Суд разъяснил, что позитивное обязательство государства заключается прежде всего в учреждении системы, в рамках которой преступник мог бы понести наказание. В данном случае заявитель не может пожаловаться на ее отсутствие - преступники схвачены и водворены за решетку (где, по-видимому, ожидают нового отпуска для скорейшей реинтеграции). Кроме того, заявитель получил компенсацию, пусть даже небольшую. Он мог также требовать компенсации от государства и от судей; хотя Суд признал, что для этого необходимо было бы доказать вину должностных лиц (итальянское законодательство, по-видимому, предоставляет потерпевшим те же скромные возможности, что и российское), все же нет оснований считать местный закон неэффективным. В заключение Суд повторил свое мнение о том, что реальную эффективность средства защиты можно оценить, только если оно использовано, чего в данном случае не было. В результате - полный разгром заявителя; только судья Бонелло выразил в своем особом мнении сожаление по поводу конформизма коллег, напомнив им, что цена допущенных в деле ошибок - человеческая жизнь.

Самый беглый анализ описанной практики свидетельствует не только о значении прессы и общественного мнения для работы конвенционных органов (дело Экинджи выгодно отличалось разве что большим общественным резонансом), но и о том, что Суд - робко и не без неизбежных противоречий - продвигается по пути расширения обязанностей государств, о которых те до сих пор не имели понятия, полагая, что пресечение преступлений - их добрая воля. С учетом того, что жалобы по делу Османа на нарушение ст. 8, а по делу Экинджи - на нарушение ст. 3 были отклонены только потому, что не были установлены необходимые факты, можно предположить, что государство обязано обеспечить и другие права, предусмотренные Конвенцией и Протоколами к ней, например, ст. 1 Протокола N 1, гарантирующей право на беспрепятственное пользование имуществом. Такой вывод подкрепляется и вышеупомянутым разъяснением сути позитивного обязательства, данным в решении по делу Илашку и других, - государства не должны допускать на своей территории нарушения любых конвенционных прав, что может оказаться неожиданным для Российской Федерации, где наблюдается противоположная тенденция: в трудные дни соперничества с союзным центром гражданам гарантировалось возмещение ущерба от преступлений, затем применение соответствующей нормы было приостановлено, а принятие Гражданского кодекса окончательно похоронило эту гарантию.

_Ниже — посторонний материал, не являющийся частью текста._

//! Option descriptors and their value sinks.
//!
//! An [`OptionSpec`] describes one bindable flag: its short and long names,
//! the [`ValueKind`] that decides how raw strings are stored, and display
//! metadata used by the help renderer. The bound [`Value`] lives on the
//! descriptor itself and is overwritten in place while parsing.

use std::collections::BTreeMap;
use std::fmt;

use serde::{Deserialize, Serialize};
use thiserror::Error;

/// Element type of a scalar, sequence, or mapping option.
///
/// # Examples
///
/// ```
/// use flagtree_core::{ScalarType, Value};
///
/// assert_eq!(ScalarType::Integer.parse("42"), Ok(Value::Integer(42)));
/// assert!(ScalarType::Integer.parse("forty-two").is_err());
/// assert_eq!(ScalarType::Bool.parse("F"), Ok(Value::Bool(false)));
/// ```
#[derive(Debug, Clone, Copy, PartialEq, Eq, Serialize, Deserialize, Default)]
#[serde(rename_all = "lowercase")]
pub enum ScalarType {
    /// `true`/`false` literals.
    Bool,
    /// Any string (the default).
    #[default]
    String,
    /// Signed 64-bit integer.
    Integer,
    /// 64-bit float.
    Float,
}

impl ScalarType {
    /// Short type name used in error messages.
    pub fn name(self) -> &'static str {
        match self {
            Self::Bool => "bool",
            Self::String => "string",
            Self::Integer => "int",
            Self::Float => "float",
        }
    }

    /// Parses `raw` into a [`Value`] of this type.
    pub fn parse(self, raw: &str) -> Result<Value, String> {
        match self {
            Self::Bool => parse_bool(raw).map(Value::Bool),
            Self::String => Ok(Value::String(raw.to_string())),
            Self::Integer => raw
                .parse::<i64>()
                .map(Value::Integer)
                .map_err(|_| format!("expected int, got `{raw}'")),
            Self::Float => raw
                .parse::<f64>()
                .map(Value::Float)
                .map_err(|_| format!("expected float, got `{raw}'")),
        }
    }

    fn is_numeric(self) -> bool {
        matches!(self, Self::Integer | Self::Float)
    }
}

fn parse_bool(raw: &str) -> Result<bool, String> {
    match raw {
        "1" | "t" | "T" | "TRUE" | "true" | "True" => Ok(true),
        "0" | "f" | "F" | "FALSE" | "false" | "False" => Ok(false),
        _ => Err(format!("expected bool, got `{raw}'")),
    }
}

/// Function invoked with every raw value of a callback option.
pub type Callback = Box<dyn FnMut(&str) -> Result<(), String>>;

/// How an option stores the values it receives.
pub enum ValueKind {
    /// One value; later occurrences overwrite. `Scalar(Bool)` is a plain flag.
    Scalar(ScalarType),
    /// Every occurrence appends. `Sequence(Bool)` counts bare occurrences.
    Sequence(ScalarType),
    /// Every occurrence adds a `key:value` (or `key=value`) entry.
    Mapping(ScalarType),
    /// Every occurrence calls the function with the raw value.
    Callback(Callback),
}

impl ValueKind {
    /// Whether occurrences of this option consume a value.
    pub fn takes_value(&self) -> bool {
        !matches!(
            self,
            Self::Scalar(ScalarType::Bool) | Self::Sequence(ScalarType::Bool)
        )
    }

    /// Element type, if the kind has one.
    pub fn element(&self) -> Option<ScalarType> {
        match self {
            Self::Scalar(t) | Self::Sequence(t) | Self::Mapping(t) => Some(*t),
            Self::Callback(_) => None,
        }
    }

    fn accepts_negative_numbers(&self) -> bool {
        matches!(self, Self::Scalar(t) | Self::Sequence(t) if t.is_numeric())
    }
}

impl fmt::Debug for ValueKind {
    fn fmt(&self, f: &mut fmt::Formatter<'_>) -> fmt::Result {
        match self {
            Self::Scalar(t) => f.debug_tuple("Scalar").field(t).finish(),
            Self::Sequence(t) => f.debug_tuple("Sequence").field(t).finish(),
            Self::Mapping(t) => f.debug_tuple("Mapping").field(t).finish(),
            Self::Callback(_) => f.write_str("Callback(..)"),
        }
    }
}

/// A bound option or positional value.
#[derive(Debug, Clone, PartialEq, Serialize)]
#[serde(untagged)]
pub enum Value {
    Bool(bool),
    Integer(i64),
    Float(f64),
    String(String),
    List(Vec<Value>),
    Map(BTreeMap<String, Value>),
}

impl Value {
    pub fn as_bool(&self) -> Option<bool> {
        match self {
            Self::Bool(b) => Some(*b),
            _ => None,
        }
    }

    pub fn as_str(&self) -> Option<&str> {
        match self {
            Self::String(s) => Some(s),
            _ => None,
        }
    }

    pub fn as_i64(&self) -> Option<i64> {
        match self {
            Self::Integer(n) => Some(*n),
            _ => None,
        }
    }

    pub fn as_f64(&self) -> Option<f64> {
        match self {
            Self::Float(n) => Some(*n),
            Self::Integer(n) => Some(*n as f64),
            _ => None,
        }
    }

    pub fn as_list(&self) -> Option<&[Value]> {
        match self {
            Self::List(items) => Some(items),
            _ => None,
        }
    }

    pub fn as_map(&self) -> Option<&BTreeMap<String, Value>> {
        match self {
            Self::Map(entries) => Some(entries),
            _ => None,
        }
    }
}

/// Where the current value of an option came from.
#[derive(Debug, Clone, Copy, PartialEq, Eq, Serialize)]
#[serde(rename_all = "lowercase")]
pub enum ValueOrigin {
    CommandLine,
    Default,
    Env,
}

/// Failure to store a raw value into an option.
#[derive(Debug, Clone, PartialEq, Eq, Error)]
pub enum AssignError {
    /// The option takes a value but none was supplied.
    #[error("expected a value")]
    MissingValue,
    /// The value could not be converted or was rejected.
    #[error("{0}")]
    InvalidValue(String),
}

/// Descriptor for a single flag.
///
/// Use the constructors ([`flag`](OptionSpec::flag),
/// [`scalar`](OptionSpec::scalar), [`sequence`](OptionSpec::sequence),
/// [`mapping`](OptionSpec::mapping), [`callback`](OptionSpec::callback)) and
/// chain the `with_*` builders.
///
/// # Examples
///
/// ```
/// use flagtree_core::{OptionSpec, ScalarType, Value};
///
/// let mut port = OptionSpec::scalar(Some('p'), Some("port"), ScalarType::Integer)
///     .with_description("Port to listen on");
/// assert!(port.takes_value());
///
/// port.bind(Some("8080")).unwrap();
/// assert_eq!(port.value(), Some(&Value::Integer(8080)));
/// assert!(port.bind(Some("http")).is_err());
/// ```
#[derive(Debug)]
pub struct OptionSpec {
    /// Single-character name (e.g. `v` for `-v`).
    pub short: Option<char>,
    /// Long name without prefix and without group namespace.
    pub long: Option<String>,
    pub kind: ValueKind,
    pub description: Option<String>,
    /// Placeholder shown after the separator in help output.
    pub value_name: Option<String>,
    pub required: bool,
    pub hidden: bool,
    /// Default literals, applied in order when no value was given.
    pub defaults: Vec<String>,
    /// Environment variables probed in order when there are no defaults.
    pub env: Vec<String>,
    /// Splits environment values into several items for sequences and maps.
    pub env_delimiter: Option<String>,
    /// Allowed values; empty means unrestricted.
    pub choices: Vec<String>,
    /// Value used when the option is given without one.
    pub optional_value: Option<String>,
    value: Option<Value>,
    origin: Option<ValueOrigin>,
}

impl OptionSpec {
    fn with_kind(short: Option<char>, long: Option<&str>, kind: ValueKind) -> Self {
        Self {
            short,
            long: long.map(String::from),
            kind,
            description: None,
            value_name: None,
            required: false,
            hidden: false,
            defaults: Vec::new(),
            env: Vec::new(),
            env_delimiter: None,
            choices: Vec::new(),
            optional_value: None,
            value: None,
            origin: None,
        }
    }

    /// Creates a boolean flag.
    pub fn flag(short: Option<char>, long: Option<&str>) -> Self {
        Self::with_kind(short, long, ValueKind::Scalar(ScalarType::Bool))
    }

    /// Creates a flag whose bare occurrences accumulate (`-vvv`).
    pub fn counter(short: Option<char>, long: Option<&str>) -> Self {
        Self::with_kind(short, long, ValueKind::Sequence(ScalarType::Bool))
    }

    /// Creates a single-valued option.
    pub fn scalar(short: Option<char>, long: Option<&str>, value_type: ScalarType) -> Self {
        Self::with_kind(short, long, ValueKind::Scalar(value_type))
    }

    /// Creates an option whose occurrences append to a list.
    pub fn sequence(short: Option<char>, long: Option<&str>, value_type: ScalarType) -> Self {
        Self::with_kind(short, long, ValueKind::Sequence(value_type))
    }

    /// Creates an option collecting `key:value` entries.
    pub fn mapping(short: Option<char>, long: Option<&str>, value_type: ScalarType) -> Self {
        Self::with_kind(short, long, ValueKind::Mapping(value_type))
    }

    /// Creates an option that hands each raw value to `f`.
    pub fn callback<F>(short: Option<char>, long: Option<&str>, f: F) -> Self
    where
        F: FnMut(&str) -> Result<(), String> + 'static,
    {
        Self::with_kind(short, long, ValueKind::Callback(Box::new(f)))
    }

    pub fn with_description(mut self, desc: &str) -> Self {
        self.description = Some(desc.to_string());
        self
    }

    pub fn with_value_name(mut self, name: &str) -> Self {
        self.value_name = Some(name.to_string());
        self
    }

    /// Marks the option as required.
    pub fn required(mut self) -> Self {
        self.required = true;
        self
    }

    /// Hides the option from help and man output.
    pub fn hidden(mut self) -> Self {
        self.hidden = true;
        self
    }

    pub fn with_default(mut self, literal: &str) -> Self {
        self.defaults.push(literal.to_string());
        self
    }

    pub fn with_env(mut self, name: &str) -> Self {
        self.env.push(name.to_string());
        self
    }

    pub fn with_env_delimiter(mut self, delimiter: &str) -> Self {
        self.env_delimiter = Some(delimiter.to_string());
        self
    }

    pub fn with_choices(mut self, choices: &[&str]) -> Self {
        self.choices = choices.iter().map(|c| c.to_string()).collect();
        self
    }

    pub fn with_optional_value(mut self, value: &str) -> Self {
        self.optional_value = Some(value.to_string());
        self
    }

    /// Whether occurrences of this option consume a value.
    pub fn takes_value(&self) -> bool {
        self.kind.takes_value()
    }

    /// Whether a leading `-` value such as `-5` is a value rather than a flag.
    pub(crate) fn accepts_negative_numbers(&self) -> bool {
        self.kind.accepts_negative_numbers()
    }

    /// The bound value, if any.
    pub fn value(&self) -> Option<&Value> {
        self.value.as_ref()
    }

    /// Where the bound value came from.
    pub fn origin(&self) -> Option<ValueOrigin> {
        self.origin
    }

    /// Whether the option received a value from any source.
    pub fn is_set(&self) -> bool {
        self.origin.is_some()
    }

    /// Fully-qualified long name under `prefix` (the enclosing namespaces).
    pub fn qualified_long(&self, prefix: &str) -> Option<String> {
        self.long.as_deref().map(|long| qualify(prefix, long))
    }

    /// Binds a command-line occurrence. `None` means the flag appeared bare.
    pub fn bind(&mut self, raw: Option<&str>) -> Result<(), AssignError> {
        self.assign(raw, ValueOrigin::CommandLine)
    }

    pub(crate) fn assign(
        &mut self,
        raw: Option<&str>,
        origin: ValueOrigin,
    ) -> Result<(), AssignError> {
        // Explicit input replaces values that came from defaults or env.
        if origin == ValueOrigin::CommandLine
            && matches!(self.origin, Some(ValueOrigin::Default | ValueOrigin::Env))
        {
            self.value = None;
        }

        if let Some(raw) = raw {
            if !self.choices.is_empty() && !self.choices.iter().any(|c| c == raw) {
                return Err(AssignError::InvalidValue(format!(
                    "`{raw}' is not one of: {}",
                    self.choices.join(", ")
                )));
            }
        }

        match &mut self.kind {
            ValueKind::Callback(f) => {
                let raw = raw.ok_or(AssignError::MissingValue)?;
                f(raw).map_err(AssignError::InvalidValue)?;
            }
            ValueKind::Scalar(ScalarType::Bool) => {
                let flag = match raw {
                    Some(raw) => parse_bool(raw).map_err(AssignError::InvalidValue)?,
                    None => true,
                };
                self.value = Some(Value::Bool(flag));
            }
            ValueKind::Scalar(value_type) => {
                let raw = raw.ok_or(AssignError::MissingValue)?;
                self.value = Some(value_type.parse(raw).map_err(AssignError::InvalidValue)?);
            }
            ValueKind::Sequence(value_type) => {
                let item = match (raw, *value_type) {
                    (None, ScalarType::Bool) => Value::Bool(true),
                    (None, _) => return Err(AssignError::MissingValue),
                    (Some(raw), value_type) => {
                        value_type.parse(raw).map_err(AssignError::InvalidValue)?
                    }
                };
                match &mut self.value {
                    Some(Value::List(items)) => items.push(item),
                    _ => self.value = Some(Value::List(vec![item])),
                }
            }
            ValueKind::Mapping(value_type) => {
                let raw = raw.ok_or(AssignError::MissingValue)?;
                let (key, value) = split_entry(raw).ok_or_else(|| {
                    AssignError::InvalidValue(format!("expected key:value, got `{raw}'"))
                })?;
                let value = value_type.parse(value).map_err(AssignError::InvalidValue)?;
                match &mut self.value {
                    Some(Value::Map(entries)) => {
                        entries.insert(key.to_string(), value);
                    }
                    _ => {
                        self.value = Some(Value::Map(BTreeMap::from([(key.to_string(), value)])));
                    }
                }
            }
        }

        self.origin = Some(origin);
        Ok(())
    }

    pub(crate) fn reset(&mut self) {
        self.value = None;
        self.origin = None;
    }

    /// Human-readable signature like `-v, --verbose` used in errors.
    pub(crate) fn label(&self, qualified_long: Option<&str>, short_prefix: &str, long_prefix: &str) -> String {
        match (self.short, qualified_long) {
            (Some(short), Some(long)) => format!("{short_prefix}{short}, {long_prefix}{long}"),
            (Some(short), None) => format!("{short_prefix}{short}"),
            (None, Some(long)) => format!("{long_prefix}{long}"),
            (None, None) => String::new(),
        }
    }
}

/// Joins a namespace prefix and a name with `.`.
pub(crate) fn qualify(prefix: &str, name: &str) -> String {
    if prefix.is_empty() {
        name.to_string()
    } else {
        format!("{prefix}.{name}")
    }
}

fn split_entry(raw: &str) -> Option<(&str, &str)> {
    let pos = raw.find([':', '='])?;
    Some((&raw[..pos], &raw[pos + 1..]))
}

Как показало дело Мастроматтео, путь, намеченный Европейским Судом, не будет легким - мы еще не раз услышим глубокомысленные рассуждения о непредсказуемости человеческой природы и о том, что государство-ответчик не имело никакого понятия не только о готовящемся посягательстве на права заявителя, но и о самом его существовании, а следовательно, не несет никакой ответственности за происходящие на его территории бесчинства. В некоторых случаях представляет ценность даже теоретическая возможность взыскания компенсации за бездействие правоохранительных органов, которая напоминает правительствам о том, что такое поведение неправомерно. К сожалению, для Российской Федерации этого едва ли будет достаточно.